▶ **ASSIGNMENT**
Nothing belongs in the answer except the lines of the material that include "RecordMutator".
PROVIDED RECORDS: Begin
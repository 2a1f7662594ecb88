//! The embedded record service: fetch, create, update, and delete over an
//! injected storage backend.

use async_trait::async_trait;
use serde_json::Value;

use crate::engine::document::{collection_name, record_id, Document, Record};
use crate::engine::ident;
use crate::engine::materialize::{materialize_create, materialize_update};
use crate::engine::storage::Storage;
use crate::{
    DocumentReader, EntityScope, Error, RecordMutator, RecordStore, Result, DEFAULT_OPERATOR,
};

/// The record service every deployment mode runs on.
///
/// Each operation is one full load, one collection mutation, one full save.
/// Nothing is cached between operations and nothing locks across them, so
/// concurrent mutations race and the last save wins wholesale. Downstream
/// tooling relies on that baseline, simple as it is.
pub struct DataService<S> {
    storage: S,
    operator_id: String,
}

impl<S: Storage> DataService<S> {
    /// Creates a service with the default operator id.
    pub fn new(storage: S) -> Self {
        Self::with_operator(storage, DEFAULT_OPERATOR)
    }

    /// Creates a service whose unowned records get stamped with
    /// `operator_id`.
    pub fn with_operator(storage: S, operator_id: impl Into<String>) -> Self {
        Self {
            storage,
            operator_id: operator_id.into(),
        }
    }

    /// The operator id this service stamps into new records.
    pub fn operator_id(&self) -> &str {
        &self.operator_id
    }
}

fn find_record(records: &[Value], entity_type: &str, id: &str) -> Result<(usize, Record)> {
    records
        .iter()
        .enumerate()
        .find_map(|(index, record)| match record.as_object() {
            Some(fields) if record_id(record) == Some(id) => Some((index, fields.clone())),
            _ => None,
        })
        .ok_or_else(|| Error::RecordNotFound {
            entity_type: entity_type.to_string(),
            id: id.to_string(),
        })
}

#[async_trait]
impl<S: Storage> DocumentReader for DataService<S> {
    async fn fetch(&self) -> Result<Document> {
        self.storage.load().await
    }
}

#[async_trait]
impl<S: Storage> RecordMutator for DataService<S> {
    async fn create(&self, entity_type: &str, mut fields: Record) -> Result<Record> {
        if entity_type.is_empty() {
            return Err(Error::Validation("type is required".to_string()));
        }
        fields.shift_remove("type");

        let mut document = self.storage.load().await?;
        let collection = collection_name(entity_type);
        let records = document.collection_or_insert(&collection);

        let id = ident::allocate(entity_type, &fields, records)?;
        materialize_create(entity_type, &mut fields, &id, &self.operator_id);

        records.push(Value::Object(fields.clone()));
        self.storage.save(&document).await?;
        Ok(fields)
    }

    async fn update(&self, entity_type: &str, id: &str, mut fields: Record) -> Result<Record> {
        if entity_type.is_empty() || id.is_empty() {
            return Err(Error::Validation("type and id are required".to_string()));
        }
        fields.shift_remove("type");
        fields.shift_remove("id");

        let mut document = self.storage.load().await?;
        let collection = collection_name(entity_type);
        let records = document
            .collection_mut(&collection)
            .ok_or(Error::CollectionNotFound(collection.clone()))?;

        let (index, existing) = find_record(records, entity_type, id)?;
        let updated = materialize_update(entity_type, &existing, &fields);
        records[index] = Value::Object(updated.clone());

        self.storage.save(&document).await?;
        Ok(updated)
    }

    async fn delete(&self, entity_type: &str, id: &str) -> Result<()> {
        if entity_type.is_empty() || id.is_empty() {
            return Err(Error::Validation("type and id are required".to_string()));
        }

        let mut document = self.storage.load().await?;
        let collection = collection_name(entity_type);
        let records = document
            .collection_mut(&collection)
            .ok_or(Error::CollectionNotFound(collection.clone()))?;

        let (index, _) = find_record(records, entity_type, id)?;
        records.remove(index);

        self.storage.save(&document).await?;
        Ok(())
    }
}

impl<S: Storage> RecordStore for DataService<S> {
    fn entity(&self, entity_type: &str) -> Box<dyn EntityScope + '_> {
        Box::new(ServiceEntityScope {
            service: self,
            entity_type: entity_type.to_string(),
        })
    }
}

/// [`EntityScope`] over the embedded service.
pub struct ServiceEntityScope<'a, S> {
    service: &'a DataService<S>,
    entity_type: String,
}

#[async_trait]
impl<'a, S: Storage> EntityScope for ServiceEntityScope<'a, S> {
    async fn records(&self) -> Result<Vec<Record>> {
        Ok(self.service.fetch().await?.records_of(&self.entity_type))
    }

    async fn create(&self, fields: Record) -> Result<Record> {
        self.service.create(&self.entity_type, fields).await
    }

    async fn update(&self, id: &str, fields: Record) -> Result<Record> {
        self.service.update(&self.entity_type, id, fields).await
    }

    async fn delete(&self, id: &str) -> Result<()> {
        self.service.delete(&self.entity_type, id).await
    }
}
PROVIDED RECORDS: End
▶ **EXERCISE SOLUTION**
    DocumentReader, EntityScope, Error, RecordMutator, RecordStore, Result, DEFAULT_OPERATOR,
impl<S: Storage> RecordMutator for DataService<S> {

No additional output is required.